Saved data entries
>>>>>
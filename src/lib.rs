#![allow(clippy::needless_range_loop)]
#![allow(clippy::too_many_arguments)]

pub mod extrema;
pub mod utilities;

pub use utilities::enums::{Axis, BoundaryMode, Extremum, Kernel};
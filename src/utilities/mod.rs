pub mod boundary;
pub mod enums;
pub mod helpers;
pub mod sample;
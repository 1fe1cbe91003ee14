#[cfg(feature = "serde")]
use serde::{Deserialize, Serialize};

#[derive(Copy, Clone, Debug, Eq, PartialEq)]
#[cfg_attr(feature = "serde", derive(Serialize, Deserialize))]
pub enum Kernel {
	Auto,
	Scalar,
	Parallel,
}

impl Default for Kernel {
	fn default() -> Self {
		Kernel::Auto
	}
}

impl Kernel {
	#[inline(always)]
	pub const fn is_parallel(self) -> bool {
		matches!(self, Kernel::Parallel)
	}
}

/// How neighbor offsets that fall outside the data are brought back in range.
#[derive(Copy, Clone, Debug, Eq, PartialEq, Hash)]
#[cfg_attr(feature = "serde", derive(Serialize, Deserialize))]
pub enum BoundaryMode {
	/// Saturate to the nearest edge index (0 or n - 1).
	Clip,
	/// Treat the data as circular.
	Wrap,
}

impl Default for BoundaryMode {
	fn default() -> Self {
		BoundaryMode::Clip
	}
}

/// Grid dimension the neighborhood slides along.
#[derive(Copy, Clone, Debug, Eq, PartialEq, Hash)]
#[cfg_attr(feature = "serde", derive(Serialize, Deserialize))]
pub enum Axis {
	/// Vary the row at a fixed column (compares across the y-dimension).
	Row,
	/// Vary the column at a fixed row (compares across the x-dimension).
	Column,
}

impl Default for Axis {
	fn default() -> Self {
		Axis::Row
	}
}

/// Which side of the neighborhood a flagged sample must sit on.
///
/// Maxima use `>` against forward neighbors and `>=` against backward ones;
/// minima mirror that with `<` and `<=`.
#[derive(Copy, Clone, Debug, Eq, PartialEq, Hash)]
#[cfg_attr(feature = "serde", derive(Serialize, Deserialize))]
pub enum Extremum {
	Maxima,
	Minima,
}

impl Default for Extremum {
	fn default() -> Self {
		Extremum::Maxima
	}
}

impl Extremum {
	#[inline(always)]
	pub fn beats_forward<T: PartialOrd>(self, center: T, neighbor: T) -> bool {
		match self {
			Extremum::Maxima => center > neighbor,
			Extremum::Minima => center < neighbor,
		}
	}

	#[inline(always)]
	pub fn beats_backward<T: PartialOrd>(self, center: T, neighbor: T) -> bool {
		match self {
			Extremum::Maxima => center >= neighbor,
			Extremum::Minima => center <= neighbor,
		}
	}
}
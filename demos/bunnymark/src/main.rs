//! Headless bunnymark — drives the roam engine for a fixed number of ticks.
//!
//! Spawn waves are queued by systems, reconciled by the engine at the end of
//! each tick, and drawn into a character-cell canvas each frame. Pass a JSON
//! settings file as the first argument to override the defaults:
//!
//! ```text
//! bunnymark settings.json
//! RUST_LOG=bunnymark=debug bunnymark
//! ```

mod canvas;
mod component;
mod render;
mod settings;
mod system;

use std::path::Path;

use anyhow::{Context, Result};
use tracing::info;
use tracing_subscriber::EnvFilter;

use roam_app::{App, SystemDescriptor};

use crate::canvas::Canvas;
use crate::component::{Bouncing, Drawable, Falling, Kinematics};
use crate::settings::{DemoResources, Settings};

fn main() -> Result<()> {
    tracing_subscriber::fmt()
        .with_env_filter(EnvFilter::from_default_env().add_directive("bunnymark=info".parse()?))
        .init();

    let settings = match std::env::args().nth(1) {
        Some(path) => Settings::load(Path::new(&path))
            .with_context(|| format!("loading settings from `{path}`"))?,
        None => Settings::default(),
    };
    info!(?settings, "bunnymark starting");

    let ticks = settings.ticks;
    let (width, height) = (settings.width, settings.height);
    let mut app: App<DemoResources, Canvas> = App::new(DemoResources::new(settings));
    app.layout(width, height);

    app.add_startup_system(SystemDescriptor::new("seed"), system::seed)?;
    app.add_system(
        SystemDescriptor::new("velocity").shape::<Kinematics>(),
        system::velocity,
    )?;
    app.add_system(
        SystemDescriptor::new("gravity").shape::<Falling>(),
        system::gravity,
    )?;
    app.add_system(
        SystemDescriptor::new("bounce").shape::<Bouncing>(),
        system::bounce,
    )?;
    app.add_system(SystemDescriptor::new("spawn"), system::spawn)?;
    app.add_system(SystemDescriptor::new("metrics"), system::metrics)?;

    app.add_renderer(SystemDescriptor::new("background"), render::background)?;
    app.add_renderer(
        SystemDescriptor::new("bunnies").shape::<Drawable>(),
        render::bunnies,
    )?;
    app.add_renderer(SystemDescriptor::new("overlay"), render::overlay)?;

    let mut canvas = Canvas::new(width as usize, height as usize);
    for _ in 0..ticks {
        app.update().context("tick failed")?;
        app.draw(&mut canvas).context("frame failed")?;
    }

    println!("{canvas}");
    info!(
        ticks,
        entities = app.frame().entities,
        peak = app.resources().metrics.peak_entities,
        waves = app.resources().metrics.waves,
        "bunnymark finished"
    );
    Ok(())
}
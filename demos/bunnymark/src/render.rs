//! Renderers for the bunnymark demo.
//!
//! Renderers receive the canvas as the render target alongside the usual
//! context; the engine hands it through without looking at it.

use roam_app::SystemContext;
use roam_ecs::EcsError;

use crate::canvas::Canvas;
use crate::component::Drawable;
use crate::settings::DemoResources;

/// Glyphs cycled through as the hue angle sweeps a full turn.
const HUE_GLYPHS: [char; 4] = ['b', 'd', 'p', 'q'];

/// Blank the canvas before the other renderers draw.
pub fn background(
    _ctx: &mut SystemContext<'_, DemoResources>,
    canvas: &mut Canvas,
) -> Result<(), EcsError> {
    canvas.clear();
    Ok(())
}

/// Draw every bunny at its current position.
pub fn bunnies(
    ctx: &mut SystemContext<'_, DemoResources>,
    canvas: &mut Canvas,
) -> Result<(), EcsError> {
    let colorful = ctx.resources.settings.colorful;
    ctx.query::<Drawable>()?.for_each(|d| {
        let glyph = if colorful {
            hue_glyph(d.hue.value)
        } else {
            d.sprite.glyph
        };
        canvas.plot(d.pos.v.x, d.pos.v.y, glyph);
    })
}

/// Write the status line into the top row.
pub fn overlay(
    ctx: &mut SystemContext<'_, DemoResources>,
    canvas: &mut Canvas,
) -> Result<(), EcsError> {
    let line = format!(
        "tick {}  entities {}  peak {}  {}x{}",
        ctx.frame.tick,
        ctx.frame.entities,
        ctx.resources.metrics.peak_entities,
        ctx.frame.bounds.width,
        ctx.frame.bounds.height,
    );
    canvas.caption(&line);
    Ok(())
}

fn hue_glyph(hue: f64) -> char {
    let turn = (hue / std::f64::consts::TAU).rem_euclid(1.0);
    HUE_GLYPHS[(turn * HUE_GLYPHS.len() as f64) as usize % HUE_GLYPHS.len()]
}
<<<<<
>>>>>
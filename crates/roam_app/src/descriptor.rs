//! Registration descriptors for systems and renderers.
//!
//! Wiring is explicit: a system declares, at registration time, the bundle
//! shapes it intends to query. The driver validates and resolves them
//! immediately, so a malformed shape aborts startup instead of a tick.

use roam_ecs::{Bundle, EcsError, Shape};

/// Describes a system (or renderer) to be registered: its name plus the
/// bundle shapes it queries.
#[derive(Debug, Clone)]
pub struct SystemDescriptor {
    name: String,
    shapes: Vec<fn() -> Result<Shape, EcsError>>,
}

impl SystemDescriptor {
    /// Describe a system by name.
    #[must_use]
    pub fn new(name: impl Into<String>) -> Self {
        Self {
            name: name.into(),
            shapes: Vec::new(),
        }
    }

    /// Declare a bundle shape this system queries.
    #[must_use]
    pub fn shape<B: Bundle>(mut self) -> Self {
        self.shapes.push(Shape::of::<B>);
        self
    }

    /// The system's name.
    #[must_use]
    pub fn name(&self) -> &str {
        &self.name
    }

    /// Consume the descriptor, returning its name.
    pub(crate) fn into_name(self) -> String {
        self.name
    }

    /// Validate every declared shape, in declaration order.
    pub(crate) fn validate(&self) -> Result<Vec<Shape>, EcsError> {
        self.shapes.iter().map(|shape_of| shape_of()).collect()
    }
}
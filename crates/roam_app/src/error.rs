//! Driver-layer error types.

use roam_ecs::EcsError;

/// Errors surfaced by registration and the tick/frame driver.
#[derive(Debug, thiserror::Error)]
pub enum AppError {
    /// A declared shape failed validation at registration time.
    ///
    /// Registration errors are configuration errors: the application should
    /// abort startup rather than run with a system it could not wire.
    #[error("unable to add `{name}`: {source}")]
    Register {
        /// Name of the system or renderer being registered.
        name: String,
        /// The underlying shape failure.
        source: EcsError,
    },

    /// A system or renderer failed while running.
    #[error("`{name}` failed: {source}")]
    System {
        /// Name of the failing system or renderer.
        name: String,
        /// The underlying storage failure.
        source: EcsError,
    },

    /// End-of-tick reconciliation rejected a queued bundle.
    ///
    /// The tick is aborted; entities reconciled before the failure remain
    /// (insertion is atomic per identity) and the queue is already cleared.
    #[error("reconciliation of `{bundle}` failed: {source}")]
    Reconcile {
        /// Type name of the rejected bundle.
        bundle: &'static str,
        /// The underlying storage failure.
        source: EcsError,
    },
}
<<<<<
Brief -
Copy every line of the data that carries the word "PartialOrd".

Reply -
	pub fn beats_forward<T: PartialOrd>(self, center: T, neighbor: T) -> bool {
	pub fn beats_backward<T: PartialOrd>(self, center: T, neighbor: T) -> bool {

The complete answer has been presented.